Tony Blair is the creature we most associate with political spin and when the Hutton report emerges he may pay dearly for his failure to level with people in the run-up to the Iraq war.
It now seems that Saddam Hussein did possess weapons of mass destruction capable of being activated within 45 minutes, as the British government had claimed.
But Blair allowed people to think that Saddam's weapons could be launched long-range, for example against British troops in Cyprus or British civilians back home. There was no evidence for this.
There is the more day-to-day variety of spin, too. Immediately after decentralisation was announced in the budget, Mary Harney's party colleague, Tom Parlon, littered his constituency with 'Parlon delivers!' leaflets taking credit for bringing '965 jobs!' to Laois-Offaly.
The trouble is, Parlon did nothing of the kind at least not in the sense that we usually talk about delivering jobs.
Theoretically, if decentralisation goes ahead, the jobs of 965 people will move to Laois-Offaly. The number of spin-off jobs which this will create is unquantifiable but you can be quite sure it will be nothing like 965.
You may say that Parlon was just engaging in a harmless political stunt, claiming credit for something that was going to happen anyway, and fooling nobody. Maybe you're right.

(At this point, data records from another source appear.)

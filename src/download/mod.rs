//! Download orchestration: gate, workers, retry policy and engine.
//!
//! This module streams selected resources to disk with a bounded number of
//! simultaneous transfers, retrying each one until it succeeds or the run is
//! cancelled.
//!
//! # Features
//!
//! - Streaming downloads (memory-efficient for large files)
//! - Fixed-capacity admission gate with RAII release
//! - Retry-until-cancel policy with no backoff by default
//! - Cancellation threaded into the network and file I/O
//! - Structured error types with full context
//!
//! # Example
//!
//! ```no_run
//! use abide_core::download::{ConcurrencyGate, HttpClient, RetryPolicy, download_source};
//! use abide_core::source::SourceFile;
//! use std::path::Path;
//! use tokio_util::sync::CancellationToken;
//!
//! # async fn example() -> Result<(), Box<dyn std::error::Error>> {
//! let source = SourceFile::new("http://example.com/2012/pdpi%202012.exe", "Practice data")?;
//! let outcome = download_source(
//!     &HttpClient::new(),
//!     &ConcurrencyGate::new(3)?,
//!     &RetryPolicy::default(),
//!     &source,
//!     Path::new("./nhs-data"),
//!     &CancellationToken::new(),
//! )
//! .await;
//! println!("{outcome:?}");
//! # Ok(())
//! # }
//! ```

mod client;
mod constants;
mod engine;
mod error;
mod gate;
mod retry;
mod worker;

pub use client::HttpClient;
pub use constants::DEFAULT_CONCURRENCY;
pub use engine::{DownloadEngine, EngineError, RunStats};
pub use error::DownloadError;
pub use gate::{ConcurrencyGate, GatePermit};
pub use retry::{FailureType, RetryDecision, RetryPolicy, classify_error};
pub use worker::{DownloadOutcome, download_source};
//! Download engine: the run orchestrator.
//!
//! This module provides the `DownloadEngine`, which fetches the manifest,
//! selects sources, and runs one worker per source behind a shared
//! [`ConcurrencyGate`], observing a cancellation token throughout.
//!
//! # Overview
//!
//! A run moves through fetching, selecting, downloading, done. Manifest
//! failures are fatal and surface as [`EngineError`]. Per-source failures are
//! absorbed by each worker's retry loop and only show up in [`RunStats`].
//!
//! # Example
//!
//! ```no_run
//! use abide_core::config::RunConfig;
//! use abide_core::download::{DownloadEngine, HttpClient, RetryPolicy};
//! use tokio_util::sync::CancellationToken;
//!
//! # async fn example() -> Result<(), Box<dyn std::error::Error>> {
//! let engine = DownloadEngine::new(3, RetryPolicy::default())?;
//! let config = RunConfig::new("./nhs-data");
//! let stats = engine
//!     .run(&HttpClient::new(), &config, CancellationToken::new())
//!     .await?;
//! println!("Completed: {}, Cancelled: {}", stats.completed(), stats.cancelled());
//! # Ok(())
//! # }
//! ```

use std::path::{Path, PathBuf};

use tokio::task::JoinSet;
use tokio_util::sync::CancellationToken;
use tracing::{debug, info, instrument, warn};

use super::constants::{MAX_CONCURRENCY, MIN_CONCURRENCY};
use super::gate::ConcurrencyGate;
use super::retry::RetryPolicy;
use super::worker::{DownloadOutcome, download_source};
use super::HttpClient;
use crate::config::{RunConfig, ensure_download_dir};
use crate::manifest::{ManifestError, fetch_manifest, select_sources};
use crate::source::SourceFile;

/// Error type for run-level failures.
#[derive(Debug, thiserror::Error)]
pub enum EngineError {
    /// Invalid concurrency value provided.
    #[error(
        "invalid concurrency value {value}: must be between {MIN_CONCURRENCY} and {MAX_CONCURRENCY}"
    )]
    InvalidConcurrency {
        /// The invalid value that was provided.
        value: usize,
    },

    /// The manifest could not be fetched or parsed.
    #[error(transparent)]
    Manifest(#[from] ManifestError),

    /// The download directory could not be created.
    #[error("cannot create download directory {path}: {source}")]
    DestinationDir {
        /// The directory that could not be created.
        path: PathBuf,
        /// The underlying IO error.
        #[source]
        source: std::io::Error,
    },

    /// Semaphore was closed unexpectedly.
    #[error("semaphore closed unexpectedly")]
    SemaphoreClosed,
}

/// Tally of worker outcomes for one run.
///
/// Informational only: the run ends when every worker has returned, not when
/// some count is reached.
#[derive(Debug, Default, Clone, PartialEq, Eq)]
pub struct RunStats {
    selected: usize,
    completed: usize,
    cancelled: usize,
    abandoned: usize,
    retried: usize,
    interrupted: bool,
}

impl RunStats {
    /// Creates a new stats tracker with zero counts.
    #[must_use]
    pub fn new() -> Self {
        Self::default()
    }

    /// Returns the number of sources selected from the manifest.
    #[must_use]
    pub fn selected(&self) -> usize {
        self.selected
    }

    /// Returns the number of sources downloaded in full.
    #[must_use]
    pub fn completed(&self) -> usize {
        self.completed
    }

    /// Returns the number of workers that stopped because of cancellation.
    #[must_use]
    pub fn cancelled(&self) -> usize {
        self.cancelled
    }

    /// Returns the number of workers the retry policy gave up on.
    #[must_use]
    pub fn abandoned(&self) -> usize {
        self.abandoned
    }

    /// Returns the number of retry attempts made across all workers.
    #[must_use]
    pub fn retried(&self) -> usize {
        self.retried
    }

    /// Returns the number of workers that finished.
    #[must_use]
    pub fn total(&self) -> usize {
        self.completed + self.cancelled + self.abandoned
    }

    /// Returns true if the run observed cancellation.
    #[must_use]
    pub fn interrupted(&self) -> bool {
        self.interrupted
    }

    fn record(&mut self, outcome: &DownloadOutcome) {
        match outcome {
            DownloadOutcome::Completed { .. } => self.completed += 1,
            DownloadOutcome::Cancelled { .. } => self.cancelled += 1,
            DownloadOutcome::Abandoned { .. } => self.abandoned += 1,
        }
        self.retried += outcome.attempts().saturating_sub(1) as usize;
    }

    fn set_interrupted(&mut self) {
        self.interrupted = true;
    }
}

/// Orchestrates one download run.
///
/// # Concurrency Model
///
/// - One Tokio task per selected source, all spawned up front into a `JoinSet`
/// - Every task shares one [`ConcurrencyGate`]; at most `concurrency`
///   transfers run at once and the rest wait for a slot
/// - All tasks are joined before [`run`](Self::run) returns; dropping the
///   future aborts whatever is still running
///
/// # Retry Behavior
///
/// - Each worker retries failed transfers according to the [`RetryPolicy`]
///   (by default: immediately and without limit)
/// - Failures never propagate out of a worker
#[derive(Debug)]
pub struct DownloadEngine {
    /// Admission gate shared by all workers.
    gate: ConcurrencyGate,
    /// Retry policy for failed transfers.
    retry_policy: RetryPolicy,
}

impl DownloadEngine {
    /// Creates a new download engine.
    ///
    /// # Arguments
    ///
    /// * `concurrency` - Maximum number of simultaneous transfers (1-100)
    /// * `retry_policy` - Policy for retrying failed transfers
    ///
    /// # Errors
    ///
    /// Returns [`EngineError::InvalidConcurrency`] if the value is outside
    /// the valid range (1-100).
    ///
    /// # Example
    ///
    /// ```
    /// use abide_core::download::{DownloadEngine, RetryPolicy};
    ///
    /// let engine = DownloadEngine::new(3, RetryPolicy::default()).unwrap();
    /// assert_eq!(engine.concurrency(), 3);
    /// ```
    #[instrument(level = "debug", skip(retry_policy))]
    pub fn new(concurrency: usize, retry_policy: RetryPolicy) -> Result<Self, EngineError> {
        let gate = ConcurrencyGate::new(concurrency)?;

        debug!(
            concurrency,
            max_attempts = ?retry_policy.max_attempts(),
            delay_ms = retry_policy.delay().as_millis(),
            "creating download engine"
        );

        Ok(Self { gate, retry_policy })
    }

    /// Returns the configured concurrency limit.
    #[must_use]
    pub fn concurrency(&self) -> usize {
        self.gate.capacity()
    }

    /// Returns the configured retry policy.
    #[must_use]
    pub fn retry_policy(&self) -> &RetryPolicy {
        &self.retry_policy
    }

    /// Returns the shared admission gate.
    #[must_use]
    pub fn gate(&self) -> &ConcurrencyGate {
        &self.gate
    }

    /// Runs the whole pipeline: prepare directory, fetch, select, download.
    ///
    /// Selecting nothing is not an error; the run simply completes. If
    /// `cancel` fires while the manifest is in flight, the run ends without
    /// error and nothing is downloaded.
    ///
    /// # Errors
    ///
    /// Returns [`EngineError::DestinationDir`] if the download directory
    /// cannot be created, and [`EngineError::Manifest`] if the manifest
    /// cannot be fetched or parsed.
    ///
    /// Note: individual download failures do NOT cause this method to error.
    #[instrument(
        skip(self, client, config, cancel),
        fields(download_dir = %config.download_dir.display(), manifest_url = %config.manifest_url)
    )]
    pub async fn run(
        &self,
        client: &HttpClient,
        config: &RunConfig,
        cancel: CancellationToken,
    ) -> Result<RunStats, EngineError> {
        ensure_download_dir(&config.download_dir)
            .await
            .map_err(|source| EngineError::DestinationDir {
                path: config.download_dir.clone(),
                source,
            })?;

        let manifest = match fetch_manifest(client, &config.manifest_url, &cancel).await {
            Ok(manifest) => manifest,
            Err(ManifestError::Cancelled { .. }) => {
                info!("cancelled before the manifest arrived");
                let mut stats = RunStats::new();
                stats.set_interrupted();
                return Ok(stats);
            }
            Err(e) => return Err(e.into()),
        };

        let sources = select_sources(&manifest);
        if sources.is_empty() {
            info!("no sources matched the selection policy");
        }

        Ok(self
            .download_all(client, sources, &config.download_dir, cancel)
            .await)
    }

    /// Downloads every source concurrently and waits for all workers.
    ///
    /// A worker task that panics is logged and left out of the tally; the
    /// remaining workers are unaffected.
    #[instrument(skip(self, client, sources, cancel), fields(download_dir = %download_dir.display()))]
    pub async fn download_all(
        &self,
        client: &HttpClient,
        sources: Vec<SourceFile>,
        download_dir: &Path,
        cancel: CancellationToken,
    ) -> RunStats {
        let mut stats = RunStats::new();
        stats.selected = sources.len();
        let mut tasks = JoinSet::new();

        for source in sources {
            info!(description = source.description(), url = %source.url(), "found source");

            let client = client.clone();
            let gate = self.gate.clone();
            let policy = self.retry_policy.clone();
            let download_dir = download_dir.to_path_buf();
            let cancel = cancel.clone();

            tasks.spawn(async move {
                download_source(&client, &gate, &policy, &source, &download_dir, &cancel).await
            });
        }

        debug!(task_count = tasks.len(), "waiting for downloads to complete");

        while let Some(joined) = tasks.join_next().await {
            match joined {
                Ok(outcome) => stats.record(&outcome),
                Err(e) => warn!(error = %e, "download task panicked"),
            }
        }

        if cancel.is_cancelled() {
            stats.set_interrupted();
        }

        info!(
            selected = stats.selected(),
            completed = stats.completed(),
            cancelled = stats.cancelled(),
            abandoned = stats.abandoned(),
            retried = stats.retried(),
            interrupted = stats.interrupted(),
            "downloads finished"
        );

        stats
    }
}

#[cfg(test)]
#[allow(clippy::unwrap_used)]
mod tests {
    use super::*;

    #[test]
    fn test_engine_new_valid_concurrency() {
        let engine = DownloadEngine::new(1, RetryPolicy::default()).unwrap();
        assert_eq!(engine.concurrency(), 1);

        let engine = DownloadEngine::new(3, RetryPolicy::default()).unwrap();
        assert_eq!(engine.concurrency(), 3);
        assert_eq!(engine.gate().available(), 3);

        let engine = DownloadEngine::new(100, RetryPolicy::default()).unwrap();
        assert_eq!(engine.concurrency(), 100);
    }

    #[test]
    fn test_engine_new_invalid_concurrency() {
        assert!(matches!(
            DownloadEngine::new(0, RetryPolicy::default()),
            Err(EngineError::InvalidConcurrency { value: 0 })
        ));
        assert!(matches!(
            DownloadEngine::new(101, RetryPolicy::default()),
            Err(EngineError::InvalidConcurrency { value: 101 })
        ));
    }

    #[test]
    fn test_engine_stores_retry_policy() {
        let engine = DownloadEngine::new(3, RetryPolicy::with_max_attempts(5)).unwrap();
        assert_eq!(engine.retry_policy().max_attempts(), Some(5));
    }

    #[test]
    fn test_run_stats_record() {
        let mut stats = RunStats::new();
        stats.record(&DownloadOutcome::Completed {
            path: PathBuf::from("/data/a.exe"),
            bytes: 10,
            attempts: 3,
        });
        stats.record(&DownloadOutcome::Cancelled { attempts: 1 });
        stats.record(&DownloadOutcome::Cancelled { attempts: 0 });
        stats.record(&DownloadOutcome::Abandoned {
            attempts: 2,
            reason: "permanent".to_string(),
        });

        assert_eq!(stats.completed(), 1);
        assert_eq!(stats.cancelled(), 2);
        assert_eq!(stats.abandoned(), 1);
        assert_eq!(stats.retried(), 3);
        assert_eq!(stats.total(), 4);
        assert!(!stats.interrupted());
    }

    #[tokio::test]
    async fn test_download_all_empty_sources() {
        let engine = DownloadEngine::new(3, RetryPolicy::default()).unwrap();
        let stats = engine
            .download_all(
                &HttpClient::new(),
                Vec::new(),
                Path::new("/nonexistent"),
                CancellationToken::new(),
            )
            .await;
        assert_eq!(stats, RunStats::new());
    }

    #[test]
    fn test_engine_error_display() {
        let msg = EngineError::InvalidConcurrency { value: 0 }.to_string();
        assert!(msg.contains("invalid concurrency"));
        assert!(msg.contains('0'));
        assert!(msg.contains("100"));

        let manifest = EngineError::from(ManifestError::status("http://example.com/m", 404));
        assert!(manifest.to_string().contains("404"));
    }
}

But the culture of political spin, whether it involves big or small lies, exaggeration, dishonesty, evasion or idle speculation is ultimately very serious.
At its root, it's about a basic disregard for people, a belief that they do not deserve to be told the truth, and a view that it is acceptable to manipulate them in the pursuit of one's own political goals.
This leads people to be alienated from the political system. And what happens then? People may become more cynical and dishonest themselves, when they see their elected representatives acting in an irresponsible fashion.
Others may be attracted to false prophets of honesty and probity who, in reality, are engaging in spin themselves.
The best example of such a false prophet is the American writer and film-maker Michael Moore, who won an Academy Award for his 'documentary,' Bowling for Columbine.
Moore is one of a number of best-selling authors who claim to expose the lies, hypocrisy and vested interests of George W Bush and right-wingers generally. He accuses Bush and his administration of hoodwinking people and in the wake of September 11th of stoking up their fears to further military aims.
Not surprisingly, but very ironically, Moore gets rave reviews in Irish media. Over here, we look down on American politics as crude. And since Moore is suitably left-wing in his views, he is portrayed as a refreshing alternative voice, an enemy of all those engaging in spin and deception, and a truth-teller.
But Moore's own documentary, Bowling for Columbine, is far from truthful. The film dishonestly links images and sound as part of a propaganda coup against the US administration, the National Rifle Association and other organisations Moore dislikes.
For example, he implies that Charlton Heston, spokesman for the NRA, held a gun rally in Flint, Missouri, within 48 hours of a nearby high school shooting. Heston did nothing of the sort.
The NRA held an election rally in Flint eight months later during the presidential election campaign, as did George W Bush, Al Gore and Moore himself, who hosted a rally for the extreme left-wing candidate, Ralph Nader.
Moore also tries to portray Heston as a racist in the film. But in the 1960s, Heston picketed restaurants that discriminated against black people. He even worked with Martin Luther King to break Hollywood's colour barrier. None of this features in Bowling for Columbine.
So, if the so-called good guys are spinning as manipulatively as everyone else, where do you go?
The answer, surely, is to recognise that there can be no honest political debate if society does not have a clear set of moral values at its core. Talking about right and wrong, truth and falsehood, should not be regarded as prudish and judgemental.
If you don't have a clear, shared sense of right and wrong, you end up with a moral vacuum. And that's the kind of climate in which politicians, spin merchants and campaigning journalists feel very little obligation to tell us the truth.